[Stored dataset items]
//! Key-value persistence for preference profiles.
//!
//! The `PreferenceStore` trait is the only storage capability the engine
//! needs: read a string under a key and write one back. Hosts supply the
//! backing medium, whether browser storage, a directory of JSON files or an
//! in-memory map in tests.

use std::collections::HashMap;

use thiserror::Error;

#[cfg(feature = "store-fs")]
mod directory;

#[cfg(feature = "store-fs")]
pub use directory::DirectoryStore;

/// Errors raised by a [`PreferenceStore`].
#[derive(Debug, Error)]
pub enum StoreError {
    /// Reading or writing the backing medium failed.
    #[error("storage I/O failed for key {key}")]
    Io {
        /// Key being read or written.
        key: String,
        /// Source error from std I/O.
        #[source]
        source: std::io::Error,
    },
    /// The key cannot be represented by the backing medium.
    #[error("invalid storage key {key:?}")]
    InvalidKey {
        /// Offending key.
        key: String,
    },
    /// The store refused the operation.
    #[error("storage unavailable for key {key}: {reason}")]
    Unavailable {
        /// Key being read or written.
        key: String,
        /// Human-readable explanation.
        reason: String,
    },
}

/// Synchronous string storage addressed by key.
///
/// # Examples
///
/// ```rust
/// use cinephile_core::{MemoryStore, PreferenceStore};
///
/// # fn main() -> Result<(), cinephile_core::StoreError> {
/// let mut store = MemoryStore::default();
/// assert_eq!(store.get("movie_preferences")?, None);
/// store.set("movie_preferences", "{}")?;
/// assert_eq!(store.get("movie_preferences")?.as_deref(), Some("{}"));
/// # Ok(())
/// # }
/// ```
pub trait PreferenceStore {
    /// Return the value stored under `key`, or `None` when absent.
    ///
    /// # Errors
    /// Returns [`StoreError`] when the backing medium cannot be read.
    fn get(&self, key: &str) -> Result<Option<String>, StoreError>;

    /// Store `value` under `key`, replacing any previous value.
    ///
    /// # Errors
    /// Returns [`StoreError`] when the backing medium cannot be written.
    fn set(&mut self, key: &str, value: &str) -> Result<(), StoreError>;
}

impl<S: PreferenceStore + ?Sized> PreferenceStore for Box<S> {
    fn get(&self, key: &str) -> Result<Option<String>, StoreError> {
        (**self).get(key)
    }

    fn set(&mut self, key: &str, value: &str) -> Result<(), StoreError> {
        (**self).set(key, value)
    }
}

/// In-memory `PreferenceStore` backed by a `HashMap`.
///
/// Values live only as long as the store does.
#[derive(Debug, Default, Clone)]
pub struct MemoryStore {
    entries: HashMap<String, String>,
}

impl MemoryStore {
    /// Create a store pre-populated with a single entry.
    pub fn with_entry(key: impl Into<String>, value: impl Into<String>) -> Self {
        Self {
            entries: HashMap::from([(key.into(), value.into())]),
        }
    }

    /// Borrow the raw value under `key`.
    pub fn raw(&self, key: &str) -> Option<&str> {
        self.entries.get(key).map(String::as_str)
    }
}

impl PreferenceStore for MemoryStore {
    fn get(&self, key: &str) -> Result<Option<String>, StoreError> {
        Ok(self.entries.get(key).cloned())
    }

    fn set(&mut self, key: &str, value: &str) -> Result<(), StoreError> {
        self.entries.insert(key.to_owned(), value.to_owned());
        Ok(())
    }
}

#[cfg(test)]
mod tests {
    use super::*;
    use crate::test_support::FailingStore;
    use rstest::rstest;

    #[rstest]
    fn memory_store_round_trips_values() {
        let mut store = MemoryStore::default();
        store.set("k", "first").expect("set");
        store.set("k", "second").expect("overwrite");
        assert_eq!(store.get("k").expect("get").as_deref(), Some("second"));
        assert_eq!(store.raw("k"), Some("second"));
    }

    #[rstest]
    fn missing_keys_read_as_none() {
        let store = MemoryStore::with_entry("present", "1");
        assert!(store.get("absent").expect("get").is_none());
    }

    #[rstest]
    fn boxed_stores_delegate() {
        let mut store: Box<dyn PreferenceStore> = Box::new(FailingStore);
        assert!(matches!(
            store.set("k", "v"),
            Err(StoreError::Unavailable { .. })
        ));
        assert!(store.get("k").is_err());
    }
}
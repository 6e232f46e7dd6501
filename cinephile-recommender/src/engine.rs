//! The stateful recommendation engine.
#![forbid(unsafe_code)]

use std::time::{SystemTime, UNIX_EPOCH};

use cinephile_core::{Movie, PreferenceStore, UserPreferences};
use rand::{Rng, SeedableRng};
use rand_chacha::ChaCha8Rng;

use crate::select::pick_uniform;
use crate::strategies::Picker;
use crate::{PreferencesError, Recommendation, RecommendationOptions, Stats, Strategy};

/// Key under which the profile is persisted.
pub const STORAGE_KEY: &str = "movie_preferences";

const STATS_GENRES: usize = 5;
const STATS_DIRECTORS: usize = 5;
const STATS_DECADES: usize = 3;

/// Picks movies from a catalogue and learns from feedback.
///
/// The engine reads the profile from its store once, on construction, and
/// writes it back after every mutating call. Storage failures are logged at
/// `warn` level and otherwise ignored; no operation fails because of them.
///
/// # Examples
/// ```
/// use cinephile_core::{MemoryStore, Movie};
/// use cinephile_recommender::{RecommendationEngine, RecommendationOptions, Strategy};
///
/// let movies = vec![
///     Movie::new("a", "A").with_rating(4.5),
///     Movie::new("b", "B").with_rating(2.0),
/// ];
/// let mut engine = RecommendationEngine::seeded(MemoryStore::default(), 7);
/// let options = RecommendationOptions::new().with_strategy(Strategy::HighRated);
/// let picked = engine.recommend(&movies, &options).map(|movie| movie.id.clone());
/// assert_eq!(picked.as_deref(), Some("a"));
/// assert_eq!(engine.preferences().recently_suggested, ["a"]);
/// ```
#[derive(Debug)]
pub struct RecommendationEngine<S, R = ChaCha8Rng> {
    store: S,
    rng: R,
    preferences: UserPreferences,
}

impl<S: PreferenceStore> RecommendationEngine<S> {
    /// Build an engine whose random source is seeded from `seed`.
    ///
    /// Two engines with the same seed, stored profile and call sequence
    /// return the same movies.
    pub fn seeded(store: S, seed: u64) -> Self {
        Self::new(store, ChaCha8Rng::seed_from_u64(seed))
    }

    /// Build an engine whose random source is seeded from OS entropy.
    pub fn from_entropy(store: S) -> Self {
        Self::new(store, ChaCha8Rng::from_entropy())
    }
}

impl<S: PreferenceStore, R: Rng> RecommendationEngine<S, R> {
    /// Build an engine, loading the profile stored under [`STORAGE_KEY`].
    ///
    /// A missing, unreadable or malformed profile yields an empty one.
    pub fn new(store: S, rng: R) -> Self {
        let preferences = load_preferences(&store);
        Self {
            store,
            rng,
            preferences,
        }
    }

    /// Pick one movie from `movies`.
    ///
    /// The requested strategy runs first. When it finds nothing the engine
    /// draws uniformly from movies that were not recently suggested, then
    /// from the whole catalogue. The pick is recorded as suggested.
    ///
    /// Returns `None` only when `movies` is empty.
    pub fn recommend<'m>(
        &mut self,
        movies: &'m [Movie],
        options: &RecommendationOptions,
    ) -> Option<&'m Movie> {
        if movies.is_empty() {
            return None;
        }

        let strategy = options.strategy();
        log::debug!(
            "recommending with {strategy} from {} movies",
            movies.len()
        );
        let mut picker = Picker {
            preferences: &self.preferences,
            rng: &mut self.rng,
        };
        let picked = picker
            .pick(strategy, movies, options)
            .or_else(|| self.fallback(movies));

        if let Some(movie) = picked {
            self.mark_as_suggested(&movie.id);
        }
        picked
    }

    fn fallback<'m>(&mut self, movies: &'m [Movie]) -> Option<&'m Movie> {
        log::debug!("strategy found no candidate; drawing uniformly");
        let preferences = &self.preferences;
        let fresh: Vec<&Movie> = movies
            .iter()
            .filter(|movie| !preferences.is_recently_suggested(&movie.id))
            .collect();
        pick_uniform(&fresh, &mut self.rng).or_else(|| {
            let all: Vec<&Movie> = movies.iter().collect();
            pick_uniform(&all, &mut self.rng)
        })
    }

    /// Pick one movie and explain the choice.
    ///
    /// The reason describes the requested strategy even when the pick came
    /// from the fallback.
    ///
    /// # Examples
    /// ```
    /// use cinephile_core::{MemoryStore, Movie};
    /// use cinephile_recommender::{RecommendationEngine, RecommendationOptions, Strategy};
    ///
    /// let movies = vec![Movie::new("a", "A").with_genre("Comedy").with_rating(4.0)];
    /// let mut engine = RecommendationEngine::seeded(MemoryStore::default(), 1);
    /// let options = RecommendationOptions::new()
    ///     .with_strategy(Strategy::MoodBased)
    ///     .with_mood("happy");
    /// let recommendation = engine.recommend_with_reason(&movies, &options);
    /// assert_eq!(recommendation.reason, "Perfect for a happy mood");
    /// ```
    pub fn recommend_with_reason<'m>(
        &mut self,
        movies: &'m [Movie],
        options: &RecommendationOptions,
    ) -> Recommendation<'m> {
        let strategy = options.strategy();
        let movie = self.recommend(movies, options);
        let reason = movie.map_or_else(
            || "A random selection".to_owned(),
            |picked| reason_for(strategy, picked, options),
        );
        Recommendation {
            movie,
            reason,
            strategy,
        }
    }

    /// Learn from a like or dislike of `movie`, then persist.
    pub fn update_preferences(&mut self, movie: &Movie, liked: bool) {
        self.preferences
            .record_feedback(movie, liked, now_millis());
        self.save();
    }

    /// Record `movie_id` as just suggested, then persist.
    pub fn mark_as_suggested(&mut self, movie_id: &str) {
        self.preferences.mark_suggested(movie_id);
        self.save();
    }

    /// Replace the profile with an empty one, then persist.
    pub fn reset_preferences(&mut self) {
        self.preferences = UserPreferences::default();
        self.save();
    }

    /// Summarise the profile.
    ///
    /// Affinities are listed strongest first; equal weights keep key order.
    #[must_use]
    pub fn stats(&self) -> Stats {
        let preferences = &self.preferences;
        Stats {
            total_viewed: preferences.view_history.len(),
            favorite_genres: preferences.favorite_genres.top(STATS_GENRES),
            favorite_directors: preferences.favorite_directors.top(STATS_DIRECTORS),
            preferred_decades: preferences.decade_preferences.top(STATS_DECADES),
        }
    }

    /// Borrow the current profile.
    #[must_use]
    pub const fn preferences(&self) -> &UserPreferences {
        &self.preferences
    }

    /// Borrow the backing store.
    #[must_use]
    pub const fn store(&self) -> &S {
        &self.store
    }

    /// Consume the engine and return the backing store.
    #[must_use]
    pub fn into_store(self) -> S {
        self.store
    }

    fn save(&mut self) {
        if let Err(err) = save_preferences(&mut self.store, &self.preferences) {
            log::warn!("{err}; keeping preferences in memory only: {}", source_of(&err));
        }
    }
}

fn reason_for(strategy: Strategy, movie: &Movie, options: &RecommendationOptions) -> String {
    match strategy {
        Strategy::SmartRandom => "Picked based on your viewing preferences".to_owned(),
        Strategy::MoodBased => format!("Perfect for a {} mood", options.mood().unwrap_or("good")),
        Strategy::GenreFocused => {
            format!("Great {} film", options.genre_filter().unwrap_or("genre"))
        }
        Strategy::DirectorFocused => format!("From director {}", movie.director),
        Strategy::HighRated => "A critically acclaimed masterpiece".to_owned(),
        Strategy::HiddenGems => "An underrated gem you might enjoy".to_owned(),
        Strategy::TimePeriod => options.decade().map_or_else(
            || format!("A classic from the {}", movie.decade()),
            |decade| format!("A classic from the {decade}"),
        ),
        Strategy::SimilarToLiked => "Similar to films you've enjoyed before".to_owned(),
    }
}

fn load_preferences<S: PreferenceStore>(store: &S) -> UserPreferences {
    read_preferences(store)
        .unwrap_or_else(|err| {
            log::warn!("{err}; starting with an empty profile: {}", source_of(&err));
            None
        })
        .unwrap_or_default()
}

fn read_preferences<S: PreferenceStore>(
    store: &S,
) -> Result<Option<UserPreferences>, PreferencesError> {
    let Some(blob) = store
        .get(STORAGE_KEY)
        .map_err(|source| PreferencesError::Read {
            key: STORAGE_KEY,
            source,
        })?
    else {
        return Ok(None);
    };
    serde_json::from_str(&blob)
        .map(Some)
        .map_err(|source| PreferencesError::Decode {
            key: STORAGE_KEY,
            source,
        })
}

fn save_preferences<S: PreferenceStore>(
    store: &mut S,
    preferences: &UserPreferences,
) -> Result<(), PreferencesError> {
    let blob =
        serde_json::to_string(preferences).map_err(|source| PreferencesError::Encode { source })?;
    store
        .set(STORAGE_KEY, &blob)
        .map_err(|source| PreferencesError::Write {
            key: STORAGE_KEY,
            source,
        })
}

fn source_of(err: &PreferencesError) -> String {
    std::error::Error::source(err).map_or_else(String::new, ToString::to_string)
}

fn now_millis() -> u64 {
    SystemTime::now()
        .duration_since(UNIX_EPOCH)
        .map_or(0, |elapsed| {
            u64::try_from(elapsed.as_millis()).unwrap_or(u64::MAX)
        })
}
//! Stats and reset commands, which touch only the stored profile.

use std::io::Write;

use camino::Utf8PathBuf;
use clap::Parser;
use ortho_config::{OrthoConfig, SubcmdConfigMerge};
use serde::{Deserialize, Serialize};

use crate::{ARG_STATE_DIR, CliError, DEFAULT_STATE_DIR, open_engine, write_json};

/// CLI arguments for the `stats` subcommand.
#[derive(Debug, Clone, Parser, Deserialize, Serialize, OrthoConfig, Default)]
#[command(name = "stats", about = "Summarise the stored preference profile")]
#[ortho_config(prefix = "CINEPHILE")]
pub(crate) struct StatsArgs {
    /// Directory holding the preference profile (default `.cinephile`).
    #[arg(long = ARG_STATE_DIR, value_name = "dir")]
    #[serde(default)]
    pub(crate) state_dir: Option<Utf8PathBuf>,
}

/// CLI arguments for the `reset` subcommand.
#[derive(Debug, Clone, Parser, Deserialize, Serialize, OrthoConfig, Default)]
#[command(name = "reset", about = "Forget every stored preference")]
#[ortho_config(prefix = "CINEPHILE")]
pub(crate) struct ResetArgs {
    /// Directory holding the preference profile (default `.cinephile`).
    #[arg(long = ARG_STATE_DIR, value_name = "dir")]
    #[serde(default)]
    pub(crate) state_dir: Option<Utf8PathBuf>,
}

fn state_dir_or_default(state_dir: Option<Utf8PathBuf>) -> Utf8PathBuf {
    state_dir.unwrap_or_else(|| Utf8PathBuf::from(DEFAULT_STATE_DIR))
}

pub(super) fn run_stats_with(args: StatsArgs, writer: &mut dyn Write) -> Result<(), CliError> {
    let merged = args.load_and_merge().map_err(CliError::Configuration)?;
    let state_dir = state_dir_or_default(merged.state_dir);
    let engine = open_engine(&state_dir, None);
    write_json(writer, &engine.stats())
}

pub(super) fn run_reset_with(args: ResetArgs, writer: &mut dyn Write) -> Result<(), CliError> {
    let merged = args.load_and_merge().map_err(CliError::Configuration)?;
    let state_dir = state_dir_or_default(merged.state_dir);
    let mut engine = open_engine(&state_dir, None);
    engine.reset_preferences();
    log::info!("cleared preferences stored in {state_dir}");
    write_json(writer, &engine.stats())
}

=== INSTRUCTIONS FOR THE TASK ===
Find every line in the records that has the word "entries". Then report the count alone.

=== OUTPUT FOR THIS EXERCISE ===
5